[ABOUT THIS TASK]
Below are the records. State how many of their lines contain "collect", with nothing else.

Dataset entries
--*--
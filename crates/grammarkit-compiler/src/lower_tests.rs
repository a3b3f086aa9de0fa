use indoc::indoc;

use grammarkit_core::Grammar;

use crate::diagnostics::DiagnosticKind;
use crate::loader::{Compiled, GrammarLoader};

fn compile(source: &str) -> Compiled {
    GrammarLoader::new().compile(source).expect("no fuel limit set")
}

fn compile_valid(source: &str) -> Grammar {
    let Compiled {
        grammar,
        diagnostics,
    } = compile(source);
    assert!(diagnostics.is_empty(), "unexpected diagnostics:\n{diagnostics}");
    grammar.expect("grammar has a header")
}

fn names(grammar: &Grammar, ids: &[grammarkit_core::RuleId]) -> Vec<String> {
    ids.iter().map(|&id| grammar.rule(id).id.clone()).collect()
}

#[test]
fn lexer_and_parser_rules() {
    let grammar = compile_valid(indoc! {r#"
    grammar Arith;
    NUM: [0-9]+;
    WS: [ \t]+ {skip};
    sum: NUM '+' NUM;
    "#});

    insta::assert_snapshot!(grammar, @r"
    grammar Arith;
    NUM: [0-9]+;
    WS {skip}: [ \t]+;
    sum: NUM '+' NUM;
    ");
    assert_eq!(names(&grammar, grammar.lexer_rules()), ["NUM", "WS"]);
    assert_eq!(names(&grammar, grammar.parser_rules()), ["sum"]);
}

#[test]
fn groups_ranges_and_captures() {
    let grammar = compile_valid(indoc! {r#"
    grammar T;
    fragment HEX: ('0'..'9' | [a-f])+;
    TAG: (?<open>'<') ~'>'* $open;
    greeting: 'hello' WORD#name 'bye' $name;
    WORD: [a-z]+;
    "#});

    insta::assert_snapshot!(grammar, @r"
    grammar T;
    fragment HEX: ('0'..'9' | [a-f])+;
    TAG: (?<open> '<') ~'>'* $open;
    greeting: 'hello' WORD#name 'bye' $name;
    WORD: [a-z]+;
    ");
    assert_eq!(names(&grammar, grammar.lexer_rules()), ["TAG", "WORD"]);
}

#[test]
fn dictionary_words_and_identifiers() {
    let grammar = compile_valid(indoc! {r#"
    grammar Words;
    KEYWORD {dictionary}: 'let' 'in' | 'if';
    OP: '+';
    "#});

    let words: Vec<_> = grammar
        .words()
        .iter()
        .map(|w| format!("{}:{}", w.rule, w.value))
        .collect();
    assert_eq!(words, ["KEYWORD:let", "KEYWORD:in", "KEYWORD:if"]);
    let identifiers: Vec<_> = grammar.identifiers().iter().cloned().collect();
    assert_eq!(identifiers, ["let", "in", "if"]);
    assert_eq!(
        grammar.render_rule("KEYWORD").as_deref(),
        Some("'let' | 'in' | 'if'")
    );
}

#[test]
fn dictionary_rejects_non_literals() {
    let Compiled {
        grammar,
        diagnostics,
    } = compile("grammar W;\nBAD {dictionary}: 'a' [b];\n");

    insta::assert_snapshot!(diagnostics, @"error at 33..36: dictionary entries must be literals");
    assert!(grammar.expect("header present").get("BAD").is_none());
}

#[test]
fn rule_level_diagnostics() {
    let Compiled {
        grammar,
        diagnostics,
    } = compile(indoc! {r#"
    grammar G;
    A: 'a';
    A: 'b';
    B {shiny}: C;
    D: 'd' | ;
    E: 'e' $x;
    "#});

    insta::assert_snapshot!(diagnostics, @r"
    error at 19..20: `A` is already defined (related: first defined here at 11..12)
    warning at 30..35: unknown attribute `shiny`
    error at 49..49: empty alternative
    warning at 59..61: `$x` refers to no earlier capture group
    warning at 38..39: `C` is not defined
    ");

    let grammar = grammar.expect("header present");
    let defined: Vec<_> = grammar.rules().keys().cloned().collect();
    assert_eq!(defined, ["A", "B", "E"]);
    assert_eq!(grammar.render_rule("A").as_deref(), Some("'a'"));
}

#[test]
fn extend_appends_to_rule_defined_earlier() {
    let grammar = compile_valid(indoc! {r#"
    grammar G;
    OP: '+';
    OP {extend}: '-' | '*';
    "#});

    assert_eq!(grammar.rules().len(), 1);
    assert_eq!(grammar.render_rule("OP").as_deref(), Some("'+' | '-' | '*'"));
}

#[test]
fn rule_level_group_is_visible_to_other_rules() {
    let grammar = compile_valid(indoc! {r#"
    grammar Greet;
    WORD: [a-z]+;
    greeting: 'hello' name 'bye' $n;
    name {group: n}: WORD;
    "#});

    assert!(grammar.get("greeting").is_some());

    let Compiled { diagnostics, .. } = compile(indoc! {r#"
    grammar Greet;
    WORD: [a-z]+;
    greeting: 'hello' name 'bye' $m;
    name {group: n}: WORD;
    "#});
    insta::assert_snapshot!(diagnostics, @"warning at 58..60: `$m` refers to no earlier capture group");
}

#[test]
fn missing_header() {
    let Compiled {
        grammar,
        diagnostics,
    } = compile("A: 'a';");

    assert!(grammar.is_none());
    insta::assert_snapshot!(diagnostics, @"error at 0..0: missing `grammar Name;` header");
}

#[test]
fn malformed_rule_is_dropped() {
    let Compiled {
        grammar,
        diagnostics,
    } = compile("grammar G;\nA: ('a';\nB: 'b';\n");

    assert!(diagnostics.contains(DiagnosticKind::UnclosedGroup));
    let grammar = grammar.expect("header present");
    assert!(grammar.get("A").is_none());
    assert!(grammar.get("B").is_some());
}

#[test]
fn missing_semicolon_keeps_rule() {
    let Compiled {
        grammar,
        diagnostics,
    } = compile("grammar G;\nA: 'a'\nB: 'b';\n");

    assert_eq!(diagnostics.error_count(), 1);
    let grammar = grammar.expect("header present");
    assert_eq!(grammar.rules().len(), 2);
}

#[test]
fn invalid_patterns() {
    let Compiled {
        grammar,
        diagnostics,
    } = compile("grammar G;\nR: 'ab'..'z';\nX: [z-a];\nOK: 'ok';\n");

    let kinds: Vec<_> = diagnostics.iter().map(|d| d.kind()).collect();
    assert_eq!(
        kinds,
        [DiagnosticKind::InvalidPattern, DiagnosticKind::InvalidPattern]
    );
    assert_eq!(
        diagnostics.iter().next().map(|d| d.message().to_string()).as_deref(),
        Some("invalid pattern: range bounds must be single characters")
    );
    let defined: Vec<_> = grammar
        .expect("header present")
        .rules()
        .keys()
        .cloned()
        .collect();
    assert_eq!(defined, ["OK"]);
}

#[test]
fn recursion_warnings() {
    let Compiled {
        grammar,
        diagnostics,
    } = compile(indoc! {r#"
    grammar R;
    loop: 'a' loop;
    expr: expr '+' NUM | NUM;
    NUM: [0-9]+;
    "#});

    insta::assert_snapshot!(diagnostics, @r"
    warning at 11..15: infinite recursion: `loop` has no escape path
    warning at 27..31: `expr` is left recursive
    ");
    assert_eq!(grammar.expect("header present").rules().len(), 3);
}

#[test]
fn precedence_orders_rules() {
    let grammar = compile_valid(indoc! {r#"
    grammar P;
    B {precedence: 5}: 'b';
    A {precedence: 10}: 'a';
    "#});
    assert_eq!(names(&grammar, grammar.lexer_rules()), ["A", "B"]);

    let grammar = compile_valid(indoc! {r#"
    grammar P;
    X {precedence: <Y}: 'x';
    Y: 'y';
    "#});
    assert_eq!(names(&grammar, grammar.lexer_rules()), ["Y", "X"]);
}

#[test]
fn precedence_diagnostics() {
    let Compiled { diagnostics, .. } = compile(indoc! {r#"
    grammar P;
    A {precedence: <Z}: 'a';
    B {precedence: soon}: 'b';
    "#});

    insta::assert_snapshot!(diagnostics, @r"
    warning at 39..55: invalid precedence: soon
    warning at 14..28: precedence refers to undefined rule `Z`
    ");
}

#[test]
fn cyclic_precedence_is_ambiguous() {
    let Compiled { diagnostics, .. } = compile(indoc! {r#"
    grammar P;
    A {precedence: <B}: 'a';
    B {precedence: <C}: 'b';
    C {precedence: <A}: 'c';
    "#});

    assert!(diagnostics.contains(DiagnosticKind::AmbiguousPrecedence));
    assert!(!diagnostics.has_errors());
}

#[test]
fn rule_attributes() {
    let grammar = compile_valid(indoc! {r#"
    grammar Attrs;
    STR {nested, omit}: '"' [^"]* '"';
    num {group: value, precedence: max}: NUM;
    NUM: [0-9]+;
    "#});

    insta::assert_snapshot!(grammar, @r#"
    grammar Attrs;
    STR {nested, omit}: '"' [^"]* '"';
    num {precedence: max, group: value}: NUM;
    NUM: [0-9]+;
    "#);
    assert_eq!(names(&grammar, grammar.lexer_rules()), ["NUM"]);
}

#[test]
fn unquote_escapes() {
    use crate::lower::unquote;

    assert_eq!(unquote(r"'it\'s'"), "it's");
    assert_eq!(unquote(r#""a\tb""#), "a\tb");
    assert_eq!(unquote(r"'\\'"), "\\");
    assert_eq!(unquote("''"), "");
}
--*--
[ANSWER BOX]
6